This is part of a larger problem, and I don't think point fixes are
really the answer here. For this reason (and others), any sort of "type
more things as void" is on hold for now. Here's a sketch of the
motivation, which comes from Valhalla.
A big part of Valhalla is unifying primitives and references. This means
(yay) that we can say goodbye to IntPredicate and friends, since we can
have:
interface IntPredicate extends Predicate<int> { ... }
In turn, we can also start to unify Predicate into Function:
interface Predicate<T> extends Function<T, boolean> { ... }
But Consumer is a roadblock, because void is not a type. We'd like to
have a path to getting to this unification; tinkering with treating more
statements as void expressions could make this harder.

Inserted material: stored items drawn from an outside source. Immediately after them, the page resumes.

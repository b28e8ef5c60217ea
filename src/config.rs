use std::collections::HashSet;
use std::path::Path;
use std::time::Duration;

use anyhow::{Context, Result};
use serde::{Deserialize, Serialize};

use crate::types::{ContractConfig, GameType};
use crate::{COINFLIP_CONTRACT, DEFAULT_EXPLORER_API, DEFAULT_WS_RPC, DICE_CONTRACT};

/// Default config file path.
pub const CONFIG_PATH: &str = "roll_feed.toml";

/// Environment overrides, also read from `.env`.
pub const API_KEY_VAR: &str = "EXPLORER_API_KEY";
pub const API_URL_VAR: &str = "EXPLORER_API_URL";
pub const WS_URL_VAR: &str = "ROLL_FEED_WS_URL";

/// Top-level application config deserialized from `roll_feed.toml`.
#[derive(Debug, Clone, Serialize, Deserialize)]
pub struct AppConfig {
    #[serde(default)]
    pub explorer: ExplorerConfig,
    #[serde(default)]
    pub settings: SettingsConfig,
    #[serde(default)]
    pub rpc: RpcConfig,
    #[serde(default = "default_contracts")]
    pub contracts: Vec<ContractConfig>,
}

/// Block-explorer log API.
#[derive(Debug, Clone, Serialize, Deserialize)]
pub struct ExplorerConfig {
    #[serde(default = "default_api_url")]
    pub api_url: String,
    #[serde(default)]
    pub api_key: String,
    /// Records requested per page (`offset` parameter).
    #[serde(default = "default_page_size")]
    pub page_size: u32,
    /// Pages fetched per cycle before deferring the rest to the next one.
    #[serde(default = "default_max_pages")]
    pub max_pages: u32,
    /// Per-request timeout in seconds.
    #[serde(default = "default_timeout")]
    pub timeout_secs: u64,
}

/// Runtime settings.
#[derive(Debug, Clone, Serialize, Deserialize)]
pub struct SettingsConfig {
    /// Polling interval in seconds.
    #[serde(default = "default_poll_interval")]
    pub poll_interval_secs: u64,
    #[serde(default = "default_log_level")]
    pub log_level: String,
}

/// WebSocket JSON-RPC endpoint for live `Roll` subscriptions.
#[derive(Debug, Clone, Serialize, Deserialize)]
pub struct RpcConfig {
    #[serde(default = "default_ws_url")]
    pub ws_url: String,
}

fn default_api_url() -> String {
    DEFAULT_EXPLORER_API.to_string()
}

fn default_page_size() -> u32 {
    1000
}

fn default_max_pages() -> u32 {
    10
}

fn default_timeout() -> u64 {
    10
}

fn default_poll_interval() -> u64 {
    5
}

fn default_log_level() -> String {
    "info".to_string()
}

fn default_ws_url() -> String {
    DEFAULT_WS_RPC.to_string()
}

fn default_contracts() -> Vec<ContractConfig> {
    vec![
        ContractConfig {
            name: "dice".to_string(),
            address: DICE_CONTRACT,
            game: GameType::Dice,
        },
        ContractConfig {
            name: "coinflip".to_string(),
            address: COINFLIP_CONTRACT,
            game: GameType::Coinflip,
        },
    ]
}

impl Default for ExplorerConfig {
    fn default() -> Self {
        Self {
            api_url: default_api_url(),
            api_key: String::new(),
            page_size: default_page_size(),
            max_pages: default_max_pages(),
            timeout_secs: default_timeout(),
        }
    }
}

impl Default for SettingsConfig {
    fn default() -> Self {
        Self {
            poll_interval_secs: default_poll_interval(),
            log_level: default_log_level(),
        }
    }
}

impl Default for RpcConfig {
    fn default() -> Self {
        Self {
            ws_url: default_ws_url(),
        }
    }
}

impl Default for AppConfig {
    fn default() -> Self {
        Self {
            explorer: ExplorerConfig::default(),
            settings: SettingsConfig::default(),
            rpc: RpcConfig::default(),
            contracts: default_contracts(),
        }
    }
}

impl AppConfig {
    /// Load config from the given TOML file path.
    pub fn load(path: &Path) -> Result<Self> {
        let contents = std::fs::read_to_string(path)
            .with_context(|| format!("failed to read {}", path.display()))?;
        let config: Self = toml::from_str(&contents)
            .with_context(|| format!("failed to parse {}", path.display()))?;
        Ok(config)
    }

    /// Load `path` if it exists, otherwise the built-in defaults; then apply
    /// environment overrides and validate.
    pub fn resolve(path: &Path) -> Result<Self> {
        let mut config = if path.exists() {
            Self::load(path)?
        } else {
            Self::default()
        };
        config.apply_env(|key| std::env::var(key).ok());
        config.validate()?;
        Ok(config)
    }

    /// Write config to the given TOML file path.
    pub fn save(&self, path: &Path) -> Result<()> {
        let contents = toml::to_string_pretty(self).context("failed to serialize config")?;
        std::fs::write(path, contents)
            .with_context(|| format!("failed to write {}", path.display()))?;
        Ok(())
    }

    /// Apply overrides from `lookup` (normally the process environment).
    pub fn apply_env(&mut self, lookup: impl Fn(&str) -> Option<String>) {
        if let Some(key) = lookup(API_KEY_VAR).filter(|v| !v.is_empty()) {
            self.explorer.api_key = key;
        }
        if let Some(url) = lookup(API_URL_VAR).filter(|v| !v.is_empty()) {
            self.explorer.api_url = url;
        }
        if let Some(url) = lookup(WS_URL_VAR).filter(|v| !v.is_empty()) {
            self.rpc.ws_url = url;
        }
    }

    pub fn validate(&self) -> Result<()> {
        if self.contracts.is_empty() {
            anyhow::bail!("at least one contract must be configured");
        }
        let mut seen = HashSet::new();
        for contract in &self.contracts {
            if !seen.insert(contract.address) {
                anyhow::bail!("contract {} configured more than once", contract.address);
            }
        }
        if self.settings.poll_interval_secs == 0 {
            anyhow::bail!("settings.poll_interval_secs must be positive");
        }
        if self.explorer.page_size == 0 || self.explorer.max_pages == 0 {
            anyhow::bail!("explorer.page_size and explorer.max_pages must be positive");
        }
        if self.explorer.timeout_secs == 0 {
            anyhow::bail!("explorer.timeout_secs must be positive");
        }
        url::Url::parse(&self.explorer.api_url)
            .with_context(|| format!("invalid explorer.api_url {}", self.explorer.api_url))?;
        Ok(())
    }

    pub fn poll_interval(&self) -> Duration {
        Duration::from_secs(self.settings.poll_interval_secs)
    }

    /// Timeout for one explorer page request.
    pub fn fetch_timeout(&self) -> Duration {
        Duration::from_secs(self.explorer.timeout_secs)
    }

    /// Budget for one whole fetch cycle: every page may use its full
    /// request timeout.
    pub fn cycle_timeout(&self) -> Duration {
        self.fetch_timeout().saturating_mul(self.explorer.max_pages)
    }
}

On 9/26/2021 3:11 PM, Remi Forax wrote:
There is a bad interaction between a lambda and a switch expression,
a lambda allows its expression to be typed void but a switch expression can not
be typed void,
so the following code does not compile
sealed interface I permits A, B {}
record A() {}
record B() {}
public Optional<A> findOneA(List<I> list) {
return list.stream()
.<A>mapMulti((i, consumer) -> switch(i) {
case A a -> consumer.accept(a);
case B b -> {}
})
.findFirst();
}
This bug occurs for with any methods that takes a Consumer has parameter (so
stream.forEach/peek, Iterator.forEachRemaining etc).
The workaound is to add a pair of curly braces around the switch to transform
it to a switch statement.
For me, it should be possible to have a switch expression typed void. This is a
backward compatible change given that the code does not compile otherwise.